(TASK INSTRUCTIONS)
Each line that includes "usize" must be copied from the records.

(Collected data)

______

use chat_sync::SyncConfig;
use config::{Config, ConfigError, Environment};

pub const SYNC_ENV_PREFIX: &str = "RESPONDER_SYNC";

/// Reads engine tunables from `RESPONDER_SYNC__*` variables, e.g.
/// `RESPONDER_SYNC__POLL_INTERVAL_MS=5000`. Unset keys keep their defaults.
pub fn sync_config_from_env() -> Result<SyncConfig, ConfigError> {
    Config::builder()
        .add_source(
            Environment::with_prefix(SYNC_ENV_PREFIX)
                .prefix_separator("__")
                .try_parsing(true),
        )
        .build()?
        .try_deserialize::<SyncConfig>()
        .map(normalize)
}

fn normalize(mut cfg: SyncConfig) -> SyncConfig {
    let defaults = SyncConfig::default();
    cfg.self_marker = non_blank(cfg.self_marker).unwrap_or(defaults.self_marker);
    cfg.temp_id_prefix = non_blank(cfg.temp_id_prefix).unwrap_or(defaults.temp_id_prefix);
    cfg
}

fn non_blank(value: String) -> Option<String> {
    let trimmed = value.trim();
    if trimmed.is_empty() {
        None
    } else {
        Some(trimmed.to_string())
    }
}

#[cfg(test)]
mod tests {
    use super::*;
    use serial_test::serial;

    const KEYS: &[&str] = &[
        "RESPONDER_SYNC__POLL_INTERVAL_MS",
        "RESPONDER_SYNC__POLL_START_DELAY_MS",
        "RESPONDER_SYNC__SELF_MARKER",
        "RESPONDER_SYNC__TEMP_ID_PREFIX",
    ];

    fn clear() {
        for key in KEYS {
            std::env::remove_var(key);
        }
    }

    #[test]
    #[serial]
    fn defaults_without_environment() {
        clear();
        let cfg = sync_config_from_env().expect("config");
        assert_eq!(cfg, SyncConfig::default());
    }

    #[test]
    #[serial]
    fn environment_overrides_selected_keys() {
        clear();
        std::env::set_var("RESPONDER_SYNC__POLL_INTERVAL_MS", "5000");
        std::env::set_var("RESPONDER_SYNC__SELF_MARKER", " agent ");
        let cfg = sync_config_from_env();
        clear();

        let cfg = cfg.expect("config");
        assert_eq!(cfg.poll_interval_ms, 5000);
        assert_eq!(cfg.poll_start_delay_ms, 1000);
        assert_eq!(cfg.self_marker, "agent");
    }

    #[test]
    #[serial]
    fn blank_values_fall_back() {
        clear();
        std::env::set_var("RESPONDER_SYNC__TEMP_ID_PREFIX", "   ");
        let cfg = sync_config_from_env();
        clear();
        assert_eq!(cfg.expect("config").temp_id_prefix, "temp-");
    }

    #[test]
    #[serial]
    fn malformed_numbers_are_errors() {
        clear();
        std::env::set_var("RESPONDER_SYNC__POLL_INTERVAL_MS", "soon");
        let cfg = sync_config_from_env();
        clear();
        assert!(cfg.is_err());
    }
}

______

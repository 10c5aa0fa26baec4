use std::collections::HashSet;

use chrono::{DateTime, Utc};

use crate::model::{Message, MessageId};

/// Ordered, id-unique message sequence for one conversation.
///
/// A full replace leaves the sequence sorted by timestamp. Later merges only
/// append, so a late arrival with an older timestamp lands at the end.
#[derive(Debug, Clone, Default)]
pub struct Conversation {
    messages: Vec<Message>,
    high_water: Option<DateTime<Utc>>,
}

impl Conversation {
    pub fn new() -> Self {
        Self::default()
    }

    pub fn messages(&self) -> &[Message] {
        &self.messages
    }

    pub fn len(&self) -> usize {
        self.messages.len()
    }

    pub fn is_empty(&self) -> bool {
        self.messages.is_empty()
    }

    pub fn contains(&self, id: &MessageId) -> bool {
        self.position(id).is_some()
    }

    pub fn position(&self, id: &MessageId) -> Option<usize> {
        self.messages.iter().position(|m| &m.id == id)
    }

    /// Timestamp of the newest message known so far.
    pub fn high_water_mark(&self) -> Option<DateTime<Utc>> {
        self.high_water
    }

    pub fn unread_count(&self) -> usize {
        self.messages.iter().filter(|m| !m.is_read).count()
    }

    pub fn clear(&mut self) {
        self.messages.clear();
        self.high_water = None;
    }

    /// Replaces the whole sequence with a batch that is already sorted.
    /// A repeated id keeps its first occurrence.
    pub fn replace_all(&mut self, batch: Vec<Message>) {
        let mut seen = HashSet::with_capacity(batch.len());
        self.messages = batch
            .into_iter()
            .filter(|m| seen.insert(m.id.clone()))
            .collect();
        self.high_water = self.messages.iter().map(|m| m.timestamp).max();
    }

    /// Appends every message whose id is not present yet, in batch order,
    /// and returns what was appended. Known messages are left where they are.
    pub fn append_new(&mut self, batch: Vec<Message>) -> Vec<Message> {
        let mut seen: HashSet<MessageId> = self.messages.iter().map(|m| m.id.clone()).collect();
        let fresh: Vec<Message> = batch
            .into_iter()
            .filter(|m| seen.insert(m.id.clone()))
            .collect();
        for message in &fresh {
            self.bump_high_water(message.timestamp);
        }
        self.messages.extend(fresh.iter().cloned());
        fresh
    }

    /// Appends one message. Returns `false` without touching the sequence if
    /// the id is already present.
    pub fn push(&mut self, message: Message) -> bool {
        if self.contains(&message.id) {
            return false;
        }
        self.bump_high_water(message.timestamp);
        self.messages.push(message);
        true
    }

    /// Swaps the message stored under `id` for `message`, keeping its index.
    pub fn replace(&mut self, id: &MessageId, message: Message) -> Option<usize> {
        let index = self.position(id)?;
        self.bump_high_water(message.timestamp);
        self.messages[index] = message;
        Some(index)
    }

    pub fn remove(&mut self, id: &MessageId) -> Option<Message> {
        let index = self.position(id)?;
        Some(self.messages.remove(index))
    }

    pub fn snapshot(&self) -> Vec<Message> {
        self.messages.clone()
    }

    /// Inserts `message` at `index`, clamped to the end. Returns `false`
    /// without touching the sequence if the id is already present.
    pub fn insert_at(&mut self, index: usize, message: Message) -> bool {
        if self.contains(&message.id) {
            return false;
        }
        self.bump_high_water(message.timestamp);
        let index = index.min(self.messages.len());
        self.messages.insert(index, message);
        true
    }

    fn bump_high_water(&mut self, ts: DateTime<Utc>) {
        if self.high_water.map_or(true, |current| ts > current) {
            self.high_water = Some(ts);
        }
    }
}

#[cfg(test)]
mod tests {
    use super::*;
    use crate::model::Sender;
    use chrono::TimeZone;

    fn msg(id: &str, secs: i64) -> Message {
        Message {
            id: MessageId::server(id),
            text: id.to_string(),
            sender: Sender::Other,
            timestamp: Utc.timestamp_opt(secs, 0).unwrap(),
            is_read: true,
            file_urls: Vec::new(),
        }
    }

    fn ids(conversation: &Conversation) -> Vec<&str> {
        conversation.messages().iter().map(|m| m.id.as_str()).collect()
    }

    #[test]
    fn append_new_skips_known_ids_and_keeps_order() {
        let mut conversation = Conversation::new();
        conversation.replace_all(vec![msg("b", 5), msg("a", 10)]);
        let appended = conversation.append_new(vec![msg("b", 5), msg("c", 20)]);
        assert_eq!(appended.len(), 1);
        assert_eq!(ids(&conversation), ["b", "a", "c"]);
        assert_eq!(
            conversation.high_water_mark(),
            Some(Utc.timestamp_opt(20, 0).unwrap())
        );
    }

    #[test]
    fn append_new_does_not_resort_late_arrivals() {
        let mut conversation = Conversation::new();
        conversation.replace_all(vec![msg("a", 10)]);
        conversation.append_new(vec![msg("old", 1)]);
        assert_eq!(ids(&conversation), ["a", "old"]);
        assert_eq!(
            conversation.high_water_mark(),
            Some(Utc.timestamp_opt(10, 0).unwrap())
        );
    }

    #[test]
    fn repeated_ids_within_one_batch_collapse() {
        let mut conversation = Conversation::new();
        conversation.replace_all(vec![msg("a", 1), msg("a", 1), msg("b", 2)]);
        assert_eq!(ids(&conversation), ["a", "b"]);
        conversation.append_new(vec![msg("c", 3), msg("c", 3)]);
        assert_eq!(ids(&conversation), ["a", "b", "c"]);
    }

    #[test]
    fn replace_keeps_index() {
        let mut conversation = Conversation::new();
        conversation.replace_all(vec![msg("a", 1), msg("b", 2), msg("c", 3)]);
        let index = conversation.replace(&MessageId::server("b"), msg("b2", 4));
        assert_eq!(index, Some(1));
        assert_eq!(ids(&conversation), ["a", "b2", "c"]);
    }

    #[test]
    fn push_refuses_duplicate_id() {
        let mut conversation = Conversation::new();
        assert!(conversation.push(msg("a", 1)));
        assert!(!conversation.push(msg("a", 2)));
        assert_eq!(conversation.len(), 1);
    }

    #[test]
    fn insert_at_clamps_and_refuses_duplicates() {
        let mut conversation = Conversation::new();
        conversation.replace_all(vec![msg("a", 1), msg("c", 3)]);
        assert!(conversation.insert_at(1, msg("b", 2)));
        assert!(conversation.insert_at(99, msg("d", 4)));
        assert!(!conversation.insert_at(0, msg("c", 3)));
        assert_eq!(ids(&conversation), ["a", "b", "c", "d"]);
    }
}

______

(RESULT OF THIS TASK)
    pub fn len(&self) -> usize {
    pub fn position(&self, id: &MessageId) -> Option<usize> {
    pub fn unread_count(&self) -> usize {
    pub fn replace(&mut self, id: &MessageId, message: Message) -> Option<usize> {
    pub fn insert_at(&mut self, index: usize, message: Message) -> bool {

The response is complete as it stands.